**What you should do**. Pull every line with the word "SourceMissing" out of the entries below.

(Saved data entries)

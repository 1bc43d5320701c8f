//! Core services.
//!
//! Services orchestrate between ports and domain logic. They never know
//! which toolchain or process adapter they are talking to.


pub use loader_test::{BUILD_DIR_NAME, LoaderTestCase, WORKSPACE_PREFIX};
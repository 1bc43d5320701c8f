//! Scoped ownership of deployment side effects.

use std::fs;
use std::io;
use std::path::{Path, PathBuf};

use thiserror::Error;
use tracing::warn;

use crate::ports::Invocation;

use super::DeploymentStrategy;

/// Errors raised while arranging a deployment.
#[derive(Debug, Error)]
pub enum DeployError {
    /// A file that must be copied is not present.
    #[error("Required file is missing: {0}")]
    SourceMissing(PathBuf),

    /// The destination already exists; deployments never overwrite files.
    #[error("Refusing to overwrite existing file: {0}")]
    DestinationExists(PathBuf),

    /// The built binary path has no parent directory or file name.
    #[error("Built binary path is not usable: {0}")]
    InvalidBinaryPath(PathBuf),

    /// Copying a file failed.
    #[error("Failed to copy {from} to {to}: {source}")]
    Copy {
        from: PathBuf,
        to: PathBuf,
        #[source]
        source: io::Error,
    },
}

/// Reverting a deployment left files behind.
///
/// Never fatal: callers log it and keep the verdict of the run.
#[derive(Debug, Error)]
#[error("Cleanup after {strategy} failed for {}: {source}", .path.display())]
pub struct CleanupFailure {
    pub strategy: DeploymentStrategy,
    pub path: PathBuf,
    #[source]
    pub source: io::Error,
}

/// A deployed strategy: the invocation to run plus every file it created.
///
/// Created files are removed exactly once, either by [`Deployment::release`]
/// or, on any other exit path, when the guard is dropped.
#[derive(Debug)]
#[must_use = "dropping a Deployment immediately reverts it"]
pub struct Deployment {
    invocation: Invocation,
    created: Vec<PathBuf>,
    released: bool,
}

impl Deployment {
    pub(super) const fn new(invocation: Invocation) -> Self {
        Self {
            invocation,
            created: Vec::new(),
            released: false,
        }
    }

    pub const fn strategy(&self) -> DeploymentStrategy {
        self.invocation.strategy
    }

    /// How to run the probe under this deployment.
    pub const fn invocation(&self) -> &Invocation {
        &self.invocation
    }

    /// Files this deployment created and will remove.
    pub fn created(&self) -> &[PathBuf] {
        &self.created
    }

    /// Copy each `(from, to)` pair, recording destinations for cleanup.
    ///
    /// All sources and destinations are checked before the first copy.
    pub(super) fn copy_all(&mut self, pairs: &[(PathBuf, PathBuf)]) -> Result<(), DeployError> {
        for (from, to) in pairs {
            if !from.is_file() {
                return Err(DeployError::SourceMissing(from.clone()));
            }
            if to.exists() {
                return Err(DeployError::DestinationExists(to.clone()));
            }
        }
        for (from, to) in pairs {
            fs::copy(from, to).map_err(|source| DeployError::Copy {
                from: from.clone(),
                to: to.clone(),
                source,
            })?;
            self.created.push(to.clone());
        }
        Ok(())
    }

    /// Revert the deployment, reporting every file that could not be removed.
    pub fn release(mut self) -> Result<(), Vec<CleanupFailure>> {
        let failures = self.revert();
        if failures.is_empty() {
            Ok(())
        } else {
            Err(failures)
        }
    }

    fn revert(&mut self) -> Vec<CleanupFailure> {
        if self.released {
            return Vec::new();
        }
        self.released = true;

        let strategy = self.strategy();
        self.created
            .drain(..)
            .rev()
            .filter_map(|path| {
                remove_created(&path)
                    .err()
                    .map(|source| CleanupFailure {
                        strategy,
                        path,
                        source,
                    })
            })
            .collect()
    }
}

impl Drop for Deployment {
    fn drop(&mut self) {
        for failure in self.revert() {
            warn!("{failure}");
        }
    }
}

fn remove_created(path: &Path) -> io::Result<()> {
    match fs::remove_file(path) {
        Err(e) if e.kind() == io::ErrorKind::NotFound => Ok(()),
        other => other,
    }
}

#[cfg(test)]
mod tests {
    use super::*;

    fn copy_fixture() -> (tempfile::TempDir, PathBuf, PathBuf) {
        let dir = tempfile::tempdir().unwrap();
        let from = dir.path().join("libexample.so");
        let to = dir.path().join("copy.so");
        fs::write(&from, b"elf").unwrap();
        (dir, from, to)
    }

    #[test]
    fn test_release_removes_copies_once() {
        let (_dir, from, to) = copy_fixture();
        let mut deployment =
            Deployment::new(Invocation::new(DeploymentStrategy::RunInPlace, "/bin/true"));
        deployment.copy_all(&[(from.clone(), to.clone())]).unwrap();
        assert!(to.is_file());

        assert!(deployment.revert().is_empty());
        assert!(!to.exists());

        // A second revert is a no-op even if the path reappears.
        fs::write(&to, b"new").unwrap();
        assert!(deployment.revert().is_empty());
        assert!(to.exists());
        drop(deployment);
        assert!(to.exists());
        assert!(from.exists());
    }

    #[test]
    fn test_drop_reverts() {
        let (_dir, from, to) = copy_fixture();
        {
            let mut deployment =
                Deployment::new(Invocation::new(DeploymentStrategy::RunInPlace, "/bin/true"));
            deployment.copy_all(&[(from, to.clone())]).unwrap();
            assert!(to.is_file());
        }
        assert!(!to.exists());
    }

    #[test]
    fn test_already_removed_copy_is_not_a_failure() {
        let (_dir, from, to) = copy_fixture();
        let mut deployment =
            Deployment::new(Invocation::new(DeploymentStrategy::RunInPlace, "/bin/true"));
        deployment.copy_all(&[(from, to.clone())]).unwrap();
        fs::remove_file(&to).unwrap();
        assert!(deployment.release().is_ok());
    }

    #[test]
    fn test_unremovable_copy_is_reported() {
        let (_dir, from, to) = copy_fixture();
        let mut deployment =
            Deployment::new(Invocation::new(DeploymentStrategy::RunInPlace, "/bin/true"));
        deployment.copy_all(&[(from, to.clone())]).unwrap();
        fs::remove_file(&to).unwrap();
        fs::create_dir(&to).unwrap();
        fs::write(to.join("held"), b"x").unwrap();

        let failures = deployment.release().unwrap_err();
        assert_eq!(failures.len(), 1);
        assert_eq!(failures[0].path, to);
        assert_eq!(failures[0].strategy, DeploymentStrategy::RunInPlace);
    }
}
//! CLI bootstrap - the composition root.
//!
//! This module is the only place where concrete adapters are chosen:
//! - `CmakeToolchain` (via loadcheck-runtime) builds the probes
//! - `ProcessProbeRunner` (via loadcheck-runtime) runs them
//!
//! Handlers receive a [`CliContext`] and create loader test cases from it.

use std::path::PathBuf;
use std::sync::Arc;

use loadcheck_core::{
    BuildToolchain, ENERGYPLUS_COMPANIONS, ENERGYPLUS_LIBRARY_STEM, LoaderTestCase, MsvcVersion, ProbeFlavor,
    ProbeRunner, ProbeSelection, ProbeSpecification, RunConfiguration, ScriptBinding, TargetOs,
};
use loadcheck_runtime::{CmakeConfig, CmakeToolchain, ProcessProbeRunner};
use tracing::{debug, warn};

use crate::commands::RunArgs;
use crate::error::CliError;

/// Resolved configuration for a `run` invocation.
#[derive(Debug, Clone)]
pub struct CliConfig {
    pub install_dir: PathBuf,
    pub run_config: RunConfiguration,
    /// Operating system of this machine; drives every test case.
    pub host_os: TargetOs,
    pub msvc: Option<MsvcVersion>,
    pub cmake: CmakeConfig,
    /// Interpreter for the Python probe; the platform default when `None`.
    pub python: Option<PathBuf>,
    pub library: String,
    pub symbol: String,
    pub companions: Vec<String>,
    pub selection: ProbeSelection,
    pub keep_build_dirs: bool,
    pub scratch_dir: Option<PathBuf>,
    pub json: bool,
}

impl CliConfig {
    /// Resolve `args` against the current host.
    pub fn from_args(args: &RunArgs) -> Result<Self, CliError> {
        let host_os = TargetOs::host()
            .ok_or_else(|| CliError::Config("This operating system is not supported".to_string()))?;
        Self::resolve(args, host_os)
    }

    /// Resolve `args` as if running on `host_os`.
    pub fn resolve(args: &RunArgs, host_os: TargetOs) -> Result<Self, CliError> {
        let run_config = RunConfiguration::find(&args.run_config)?;
        let mut msvc = run_config.msvc_version(args.msvc_version.as_deref())?;

        if run_config.os != host_os {
            warn!(
                "Run configuration {} targets {} but this host is {}; testing as {}",
                run_config.key, run_config.os, host_os, host_os
            );
        }
        // Probes are always built with a multi-config Visual Studio generator on Windows.
        if host_os == TargetOs::Windows && msvc.is_none() {
            msvc = Some(MsvcVersion::DEFAULT);
        }

        let mut cmake = CmakeConfig::for_target(host_os, run_config.bitness, msvc)
            .with_program(&args.cmake);
        if let Some(prefix) = &args.tool_path {
            cmake = cmake.with_path_prefix(Some(prefix.clone()));
        }

        let companions = args.companions.clone().unwrap_or_else(|| {
            if args.library == ENERGYPLUS_LIBRARY_STEM {
                ENERGYPLUS_COMPANIONS.iter().map(ToString::to_string).collect()
            } else {
                Vec::new()
            }
        });

        let config = Self {
            install_dir: args.install_dir.clone(),
            run_config,
            host_os,
            msvc,
            cmake,
            python: args.python.clone(),
            library: args.library.clone(),
            symbol: args.symbol.clone(),
            companions,
            selection: args.probes,
            keep_build_dirs: args.keep_build_dirs,
            scratch_dir: args.scratch_dir.clone(),
            json: args.json,
        };
        debug!("Resolved configuration: {:?}", config);
        Ok(config)
    }

    /// Probe description for `flavor`.
    ///
    /// The EnergyPlus library is reached from Python through its bundled
    /// package; any other library through `ctypes`.
    pub fn probe_spec(&self, flavor: ProbeFlavor) -> ProbeSpecification {
        let binding = if self.library == ENERGYPLUS_LIBRARY_STEM {
            ScriptBinding::PyEnergyPlus
        } else {
            ScriptBinding::Ctypes
        };
        ProbeSpecification::new(flavor, &self.library, &self.symbol)
            .with_companions(self.companions.iter().cloned())
            .with_script_binding(binding)
    }
}

/// Composed context for CLI commands.
pub struct CliContext {
    pub config: CliConfig,
    pub toolchain: Arc<dyn BuildToolchain>,
    pub runner: Arc<dyn ProbeRunner>,
}

impl CliContext {
    /// Loader test case for `flavor` on the host.
    pub fn test_case(&self, flavor: ProbeFlavor) -> LoaderTestCase {
        let mut case = LoaderTestCase::new(
            self.config.probe_spec(flavor),
            self.config.host_os,
            Arc::clone(&self.toolchain),
            Arc::clone(&self.runner),
        )
        .keep_build_dir(self.config.keep_build_dirs);
        if let Some(dir) = &self.config.scratch_dir {
            case = case.with_scratch_root(dir);
        }
        if let Some(python) = &self.config.python {
            case = case.with_interpreter(python);
        }
        case
    }
}

/// Wire the process-backed adapters into a [`CliContext`].
pub fn bootstrap(config: CliConfig) -> CliContext {
    let toolchain = Arc::new(CmakeToolchain::new(config.cmake.clone()));
    CliContext {
        config,
        toolchain,
        runner: Arc::new(ProcessProbeRunner::new()),
    }
}
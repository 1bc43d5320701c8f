//! CLI entry point - the composition root.

use std::process::ExitCode;

use anyhow::Result;
use clap::Parser;
use tracing_subscriber::EnvFilter;

use loadcheck_cli::{Cli, CliConfig, CliError, Commands, bootstrap, handlers, presentation};

fn init_logging(verbose: bool) {
    let default_level = if verbose { "debug" } else { "info" };
    let filter =
        EnvFilter::try_from_default_env().unwrap_or_else(|_| EnvFilter::new(default_level));
    tracing_subscriber::fmt()
        .with_env_filter(filter)
        .with_target(false)
        .with_writer(std::io::stderr)
        .init();
}

fn run(cli: Cli) -> Result<()> {
    match cli.command {
        Commands::Configs => handlers::configs::execute(),
        Commands::Run(args) => {
            let config = CliConfig::from_args(&args)?;
            let json = config.json;
            let ctx = bootstrap(config);

            let suite = handlers::run::execute(&ctx);
            if json {
                println!("{}", presentation::render_json(&suite.report).map_err(CliError::from)?);
            } else {
                print!("{}", presentation::render_text(&suite.report));
            }

            if let Some(err) = suite.error {
                return Err(CliError::from(err).into());
            }
        }
    }
    Ok(())
}

fn main() -> ExitCode {
    // Load environment variables before parsing so LOADCHECK_* fallbacks apply
    dotenvy::dotenv().ok();

    let cli = Cli::parse();
    init_logging(cli.verbose);

    match run(cli) {
        Ok(()) => ExitCode::SUCCESS,
        Err(err) => {
            eprintln!("Error: {err:#}");
            let code = err.downcast_ref::<CliError>().map_or(1, CliError::exit_code);
            ExitCode::from(u8::try_from(code).unwrap_or(1))
        }
    }
}
//! Port definitions (trait abstractions) for external systems.
//!
//! Ports define the interfaces the core expects from infrastructure. They
//! contain no process or toolchain implementation details; adapters in
//! `loadcheck-runtime` implement them and the CLI injects them.

mod probe_runner;
mod toolchain;

pub use probe_runner::{Invocation, ProbeRunner};
pub use toolchain::{BuildToolchain, ProbeProject, ToolchainError};
//! Probe runner trait definition.

use std::ffi::OsString;
use std::path::PathBuf;

use crate::deploy::DeploymentStrategy;
use crate::domain::ExecutionOutcome;

/// How to start the probe under one deployment.
#[derive(Debug, Clone, PartialEq, Eq)]
pub struct Invocation {
    /// Strategy this invocation belongs to, echoed in the outcome.
    pub strategy: DeploymentStrategy,
    pub program: PathBuf,
    pub args: Vec<OsString>,
    /// Working directory of the child; inherits the parent's when `None`.
    pub working_dir: Option<PathBuf>,
    /// Environment overrides applied to the child only.
    pub env: Vec<(OsString, OsString)>,
}

impl Invocation {
    pub fn new(strategy: DeploymentStrategy, program: impl Into<PathBuf>) -> Self {
        Self {
            strategy,
            program: program.into(),
            args: Vec::new(),
            working_dir: None,
            env: Vec::new(),
        }
    }

    #[must_use]
    pub fn with_arg(mut self, arg: impl Into<OsString>) -> Self {
        self.args.push(arg.into());
        self
    }

    #[must_use]
    pub fn with_working_dir(mut self, dir: impl Into<PathBuf>) -> Self {
        self.working_dir = Some(dir.into());
        self
    }

    #[must_use]
    pub fn with_env(mut self, key: impl Into<OsString>, value: impl Into<OsString>) -> Self {
        self.env.push((key.into(), value.into()));
        self
    }
}

/// Executes a built probe and reports how it ended.
///
/// Implementations block until the child exits and never impose a timeout.
/// Failure to start is reported as an unsuccessful outcome, not an error,
/// so every attempt produces exactly one [`ExecutionOutcome`].
pub trait ProbeRunner: Send + Sync {
    fn execute(&self, invocation: &Invocation) -> ExecutionOutcome;
}
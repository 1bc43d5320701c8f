//! Probe source, CMake and Python templates.
//!
//! Placeholders use the `@NAME@` form understood by CMake's
//! `configure_file`, so templates stay readable next to C/C++ braces.

/// Printed when the library cannot be opened.
pub const OPEN_FAILURE_MARKER: &str = "Cannot open library";

/// Printed by the POSIX delayed probe when `dlsym` fails.
pub const SYMBOL_FAILURE_MARKER: &str = "Cannot load symbol";

/// Printed by the Windows delayed probe when `GetProcAddress` fails.
pub const FUNCTION_FAILURE_MARKER: &str = "Cannot get function";

pub(super) const STATIC_LINK_SOURCE: &str = r#"#include <stdio.h>

void @ENTRY_SYMBOL@(void);

int main(void) {
    printf("Calling @ENTRY_SYMBOL@...\n");
    @ENTRY_SYMBOL@();
    printf("Hello, world!\n");
    return 0;
}
"#;

pub(super) const DELAYED_LOAD_SOURCE_POSIX: &str = r#"#include <iostream>
#include <dlfcn.h>

int main() {
    std::cout << "Opening shared library...\n";
    void* handle = dlopen("@LIBRARY_PATH@", RTLD_LAZY);
    if (!handle) {
        const char* open_error = dlerror();
        std::cerr << "Cannot open library: " << (open_error ? open_error : "@LIBRARY_PATH@") << "\n";
        return 1;
    }
    dlerror();
    std::cout << "Loading symbol @ENTRY_SYMBOL@...\n";
    typedef void (*entry_t)();
    entry_t entry = (entry_t) dlsym(handle, "@ENTRY_SYMBOL@");
    const char* dlsym_error = dlerror();
    if (dlsym_error) {
        std::cerr << "Cannot load symbol '@ENTRY_SYMBOL@': " << dlsym_error << "\n";
        dlclose(handle);
        return 1;
    }
    std::cout << "Calling @ENTRY_SYMBOL@...\n";
    entry();
    std::cout << "Closing library...\n";
    dlclose(handle);
    return 0;
}
"#;

pub(super) const DELAYED_LOAD_SOURCE_WINDOWS: &str = r#"#include <windows.h>
#include <iostream>

int main() {
    std::cout << "Opening shared library...\n";
    HINSTANCE hInst = LoadLibraryA("@LIBRARY_PATH@");
    if (!hInst) {
        std::cerr << "Cannot open library: @LIBRARY_PATH@ (error " << GetLastError() << ")\n";
        return 1;
    }
    typedef void (*ENTRYFUNCTYPE)();
    ENTRYFUNCTYPE entry = (ENTRYFUNCTYPE)GetProcAddress(hInst, "@ENTRY_SYMBOL@");
    if (!entry) {
        std::cerr << "Cannot get function @ENTRY_SYMBOL@\n";
        FreeLibrary(hInst);
        return 1;
    }
    std::cout << "Calling @ENTRY_SYMBOL@...\n";
    entry();
    std::cout << "Closing library...\n";
    FreeLibrary(hInst);
    return 0;
}
"#;

pub(super) const STATIC_LINK_CMAKELISTS: &str = r#"cmake_minimum_required(VERSION 3.10)
project(@TARGET_NAME@ C)
include_directories("@INSTALL_DIR@/include")
add_executable(@TARGET_NAME@ @SOURCE_FILE@)
set(DLL_PATH "@LINK_LIBRARY@")
target_link_libraries(@TARGET_NAME@ ${DLL_PATH})
"#;

pub(super) const MACOS_FIXUP_HOOK: &str = r#"add_custom_command(
    TARGET @TARGET_NAME@ POST_BUILD
    COMMAND
        ${CMAKE_COMMAND}
        -DDLL_PATH=${DLL_PATH} -DTARGET_PATH=$<TARGET_FILE:@TARGET_NAME@>
        -P "${CMAKE_SOURCE_DIR}/fixup.cmake"
    DEPENDS "${CMAKE_SOURCE_DIR}/fixup.cmake"
)
"#;

pub(super) const MACOS_FIXUP_SCRIPT: &str = r#"include(GetPrerequisites)
get_prerequisites(${TARGET_PATH} PR 0 0 "" "")
foreach(P IN LISTS PR)
    string(FIND ${P} "@LIBRARY_STEM@" LIBFOUND)
    if (NOT LIBFOUND EQUAL -1)
        execute_process(COMMAND install_name_tool -change ${P} "${DLL_PATH}" ${TARGET_PATH})
    endif()
endforeach()
"#;

pub(super) const DELAYED_LOAD_CMAKELISTS: &str = r#"cmake_minimum_required(VERSION 3.10)
project(@TARGET_NAME@ CXX)
add_executable(@TARGET_NAME@ @SOURCE_FILE@)
target_link_libraries(@TARGET_NAME@ ${CMAKE_DL_LIBS})
"#;

pub(super) const PYTHON_CTYPES_SCRIPT: &str = r#"import ctypes
import sys

print("Opening shared library...")
try:
    library = ctypes.CDLL("@LIBRARY_PATH@")
except OSError as error:
    print("Cannot open library: %s" % error, file=sys.stderr)
    sys.exit(1)
print("Loading symbol @ENTRY_SYMBOL@...")
try:
    entry = getattr(library, "@ENTRY_SYMBOL@")
except AttributeError as error:
    print("Cannot load symbol '@ENTRY_SYMBOL@': %s" % error, file=sys.stderr)
    sys.exit(1)
print("Calling @ENTRY_SYMBOL@...")
entry()
print("Hello, world!")
"#;

pub(super) const PYTHON_ENERGYPLUS_SCRIPT: &str = r#"import sys

sys.path.insert(0, "@INSTALL_DIR@")
try:
    from @PYTHON_MODULE@ import EnergyPlusAPI
    api = EnergyPlusAPI()
except (ImportError, OSError) as error:
    print("Cannot open library: %s" % error, file=sys.stderr)
    sys.exit(1)
glycol = api.functional.glycol(u"water")
for temperature in [5.0, 15.0, 25.0]:
    cp = glycol.specific_heat(temperature)
    rho = glycol.density(temperature)
    print("T = %5.1f  Cp = %8.3f  rho = %8.3f" % (temperature, cp, rho))
print("Hello, world!")
"#;

/// Substitute every `@KEY@` placeholder.
pub(super) fn fill(template: &str, values: &[(&str, &str)]) -> String {
    values
        .iter()
        .fold(template.to_string(), |text, (key, value)| {
            text.replace(&format!("@{key}@"), value)
        })
}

**Written solution**.
    SourceMissing(PathBuf),
                return Err(DeployError::SourceMissing(from.clone()));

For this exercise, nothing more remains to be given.